Council in talks over privatising Borders' public toilets
Council officers have been holding talks with a private-sector company about the possible privatisation of the Borders' public toilets, it has been revealed.
The as-yet-unnamed business is being consulted after councillors voted to launch a procurement exercise in June to identify potential third-party partners willing to oversee the maintenance of the region’s toilets.
A report outlining the findings of that procurement exercise is due to go before councillors next week seeking views on closing some toilets, refurbishing others or changing the current charging regime – or a mix of all three.
At a meeting of Scottish Borders Council’s Teviot and Liddesdale area partnership last week, councillors were asked for an update on the privatisation proposals.
Denholm community councillor Chris Nicol asked Scottish Borders councillors: “Has the council made any decision as to whether they are going to abandon the public toilets in our villages?
“At the present moment, there are a number of times I have gone to a toilet and it just will not take the money.
“It happened to me getting off the train, and I had to wait for the bus to come and take me home. They really need to look at something.
“I don’t mind paying, but I can’t travel by bus if I know the toilets won’t be operational.
“I have to now go up to Hawick and get the train. There’s a lot of us in that situation.”
Hawick and Hermitage councillor George Turnbull, the council’s executive member for finance, replied: “My understanding is that it is one of the many items which will be coming before the council meeting towards the end of November because I know the council have been in discussion with a private company.
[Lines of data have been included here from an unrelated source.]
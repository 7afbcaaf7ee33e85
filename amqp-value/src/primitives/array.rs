use std::ops::{Deref, DerefMut};

/// A sequence of values of a single type.
///
/// encoding name = "array8", encoding code = 0xe0
/// category = array, width = 1,
/// label="up to 2^8 - 1 array elements with total size less than 2^8 octets"
///
/// encoding name = "array32", encoding code = 0xf0,
/// category = array, width = 4
/// label="up to 2^32 - 1 array elements with total size less than 2^32 octets"
///
/// All elements must share one AMQP type. The container does not check this, the
/// encoder writes the constructor of the first element for every element.
#[derive(Debug, Clone, Default, Hash, PartialEq, Eq)]
pub struct Array<T>(pub Vec<T>);

impl<T> Array<T> {
    /// Creates an empty array
    pub fn new() -> Self {
        Self(Vec::new())
    }

    /// Consumes the wrapper into the inner vector
    pub fn into_inner(self) -> Vec<T> {
        self.0
    }
}

impl<T> From<Vec<T>> for Array<T> {
    fn from(val: Vec<T>) -> Self {
        Self(val)
    }
}

impl<T> From<Array<T>> for Vec<T> {
    fn from(val: Array<T>) -> Self {
        val.0
    }
}

impl<T> Deref for Array<T> {
    type Target = Vec<T>;

    fn deref(&self) -> &Self::Target {
        &self.0
    }
}

impl<T> DerefMut for Array<T> {
    fn deref_mut(&mut self) -> &mut Self::Target {
        &mut self.0
    }
}

impl<T> FromIterator<T> for Array<T> {
    fn from_iter<I: IntoIterator<Item = T>>(iter: I) -> Self {
        Self(iter.into_iter().collect())
    }
}
//! Descriptor of described and composite values

use std::fmt::Display;

use crate::{primitives::Symbol, value::Value};

/// Descriptor of a described type
///
/// Symbols and ulongs are the two forms defined for well-known types. Any other value is
/// still a legal descriptor and is kept as is.
#[derive(Debug, Clone, Hash, PartialEq, Eq)]
pub enum Descriptor {
    /// Symbolic descriptor, ie. `amqp:header:list`
    Name(Symbol),
    /// Numeric descriptor, ie. `0x0000_0000_0000_0070`
    Code(u64),
    /// Any other descriptor value
    Value(Box<Value>),
}

impl Descriptor {
    /// Creates a symbolic descriptor
    pub fn name(name: impl Into<Symbol>) -> Self {
        Self::Name(name.into())
    }

    /// Creates a numeric descriptor
    pub fn code(code: u64) -> Self {
        Self::Code(code)
    }

    /// Returns the numeric code if this is a numeric descriptor
    pub fn as_code(&self) -> Option<u64> {
        match self {
            Descriptor::Code(code) => Some(*code),
            Descriptor::Name(_) | Descriptor::Value(_) => None,
        }
    }
}

impl From<u64> for Descriptor {
    fn from(code: u64) -> Self {
        Self::Code(code)
    }
}

impl From<&str> for Descriptor {
    fn from(name: &str) -> Self {
        Self::Name(Symbol::from(name))
    }
}

impl From<Symbol> for Descriptor {
    fn from(name: Symbol) -> Self {
        Self::Name(name)
    }
}

impl From<Descriptor> for Value {
    fn from(descriptor: Descriptor) -> Self {
        match descriptor {
            Descriptor::Name(name) => Value::Symbol(name),
            Descriptor::Code(code) => Value::ULong(code),
            Descriptor::Value(value) => *value,
        }
    }
}

impl From<Value> for Descriptor {
    fn from(value: Value) -> Self {
        match value {
            Value::Symbol(name) => Descriptor::Name(name),
            Value::ULong(code) => Descriptor::Code(code),
            other => Descriptor::Value(Box::new(other)),
        }
    }
}

impl Display for Descriptor {
    fn fmt(&self, f: &mut std::fmt::Formatter<'_>) -> std::fmt::Result {
        match self {
            Descriptor::Name(name) => write!(f, "{}", name),
            Descriptor::Code(code) => write!(f, "0x{:x}", code),
            Descriptor::Value(value) => write!(f, "{}", value),
        }
    }
}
“I think they’ve been looking at every facility which is still open at this present time.
“In the report that is to come before the council, there will be recommendations of different levels. Some may be closed, some may be refurbished, the charging system might change, but I’ve not been privy to the draft report.”
The decision to look into privatising the toilets followed a report to the council in June revealing that the decision to charge for using public toilets has netted just a third of the income the council had hoped for.
The current 30p fee for using 27 of the 41 public toilets in the Borders was agreed by councillors in February after they were told that charging for spending a penny could generate income of £280,000 a year.
However, a report to councillors in June revised that estimated down to just £89,000.
A full meeting of the council will be held on Thursday, November 29, and councillors are expected to receive a report then on the procurement exercise with recommendations from council officers on possible courses of action.
The 14 toilets still free are in Burnmouth, Broughton, Chirnside, Cockburnspath, Denholm, Greenlaw, Kelso’s Croft Park, Morebattle, Melrose’s Greenyards, Newtown, Scott’s Place in Selkirk, Stow, West Linton and Yetholm.
The most profitable of the toilets charging fees are those at Galashiels transport interchange, generating £8,966 in 41 weeks, followed by Jedburgh tourist information centre’s with £7,807, Kelso’s Woodmarket loos with £6,919 and Jedburgh’s Lothian Park WCs with £4,604.